Seminar in Child Language:  On February 8th, we discussed Evaluation and Assessment.  We also had completed a discussion board post before class on the same topic.  For the discussion board, we read a brief social-developmental history, and wrote a summary paragraph, as would be done in a report.  We also made an assessment of severity based on a brief description and test scores of another hypothetical client.  It wasn’t hard, until during class when I realized (along with a few others) that the date on the history was from 2010, and so the client was actually 15 months old, not 2;3.  Thankfully we weren’t assessing severity of that client, because her language was quite delayed if she was 2;3, but not so significant, if at all, at 15 months.

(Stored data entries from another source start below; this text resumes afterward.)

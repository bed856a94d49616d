use super::*;

fn sample_canvas() -> Canvas {
    let mut c = Canvas::solid(64, 32, [20, 40, 60]);
    let g = crate::render::canvas::vertical_gradient(64, 16, [0, 0, 0, 0], [0, 0, 0, 255]);
    c.paste_over(&g, 0, 16);
    c
}

#[test]
fn format_metadata_is_consistent() {
    assert_eq!(OutputFormat::Webp.extension(), "webp");
    assert_eq!(OutputFormat::Webp.content_type(), "image/webp");
    assert_eq!(OutputFormat::Jpeg.extension(), "jpeg");
    assert!(!OutputFormat::Jpeg.supports_alpha());
    assert!(OutputFormat::Png.supports_alpha());
    assert_eq!("JPG".parse::<OutputFormat>().unwrap(), OutputFormat::Jpeg);
    assert!("gif".parse::<OutputFormat>().is_err());
}

#[test]
fn webp_output_decodes_at_canvas_size() {
    let bytes = encode_canvas(&sample_canvas(), OutputFormat::Webp, EncodeOpts::default()).unwrap();
    assert!(!bytes.is_empty());
    assert_eq!(&bytes[0..4], b"RIFF");
    assert_eq!(&bytes[8..12], b"WEBP");

    let decoded = image::load_from_memory(&bytes).unwrap();
    assert_eq!((decoded.width(), decoded.height()), (64, 32));
}

#[test]
fn png_output_is_lossless() {
    let canvas = sample_canvas();
    let bytes = encode_canvas(&canvas, OutputFormat::Png, EncodeOpts::default()).unwrap();
    let decoded = image::load_from_memory(&bytes).unwrap().to_rgba8();
    assert_eq!(decoded, canvas.to_rgba_image().unwrap());
}

#[test]
fn jpeg_flattens_transparency_onto_white() {
    let canvas = Canvas::transparent(16, 16);
    let bytes = encode_canvas(
        &canvas,
        OutputFormat::Jpeg,
        EncodeOpts {
            quality: 90,
            effort: 0,
        },
    )
    .unwrap();
    let decoded = image::load_from_memory(&bytes).unwrap().to_rgb8();
    let px = decoded.get_pixel(8, 8).0;
    assert!(px.iter().all(|&c| c > 245));
}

This past week, we were supposed to be discussing Principles of Intervention, but she canceled the class.  We should be able to watch a recording of another section of the class, but I haven’t done so yet.  Our discussion board post discussed prioritization of goals.

So, my to do list this week:

Sem Child Lang: Watch the Intervention lecture.  Read chapters 4 & 5 by Tuesday (no small undertaking!  100 pages of dense text.)  I did not read these chapters this summer, so it’s all new reading.  By Tuesday, do discussion board post.   The syllabus also indicates there are two articles to read (on Down Syndrome and Autism), but I haven’t yet checked course documents on Blackboard to see if they are posted.  Read those, if they are up.  Oh, and I have 5 more resources due for my research project.  My therapeutic project is due the following week, so I also need to finish that.  I have the pictures for it, but I have to put it together, then take pictures of my product and put together a PowerPoint.   Looks like I’ll be putting a lot of time into this class before Tuesday.

Motor Speech Disorders:  Finish chapter 4 (last week’s lecture), read chapters 5-6 for class on Wednesday.  Get caught up on all videos not yet watched.  Rewatch the clips on flaccid dysarthria until I have a better grasp on the characteristics.  Keep up with researching Guillian-Barre Syndrome for my project (first powerpoint due on March 30th). I also need to print several copies of the Mayo clinic rating scale to use during class.  I forgot this week, until we were in class, and then I couldn’t print because my computer was on the wrong connection (the guest network at our house) to access the printer.  Switching networks would log me out of class.  Possible to do, but a pain.  I couldn’t keep track on the word document, because it’s a scan/picture of the form.  So, the printer it is.

Dysphagia: Read chapters 3-5.  Watch last week’s lecture again.  Watch the second video posted on Blackboard, and complete discussion board post.

That’s quite a week! And that doesn’t even get me ahead of the game, just caught up.

In addition I think I need to be printing out lecture notes to reference during class.  It seems like a waste of paper, because they are on the screen on Adobe Connect, plus I have the files on my computer.  However, I need to find some way to take notes during class that makes sense.  Perhaps I could type into the powerpoint during class, but minimizing the Adobe Connect screen so as to have a powerpoint visible at the same time makes it more difficult to read.  I might give it a try, in the name of the trees.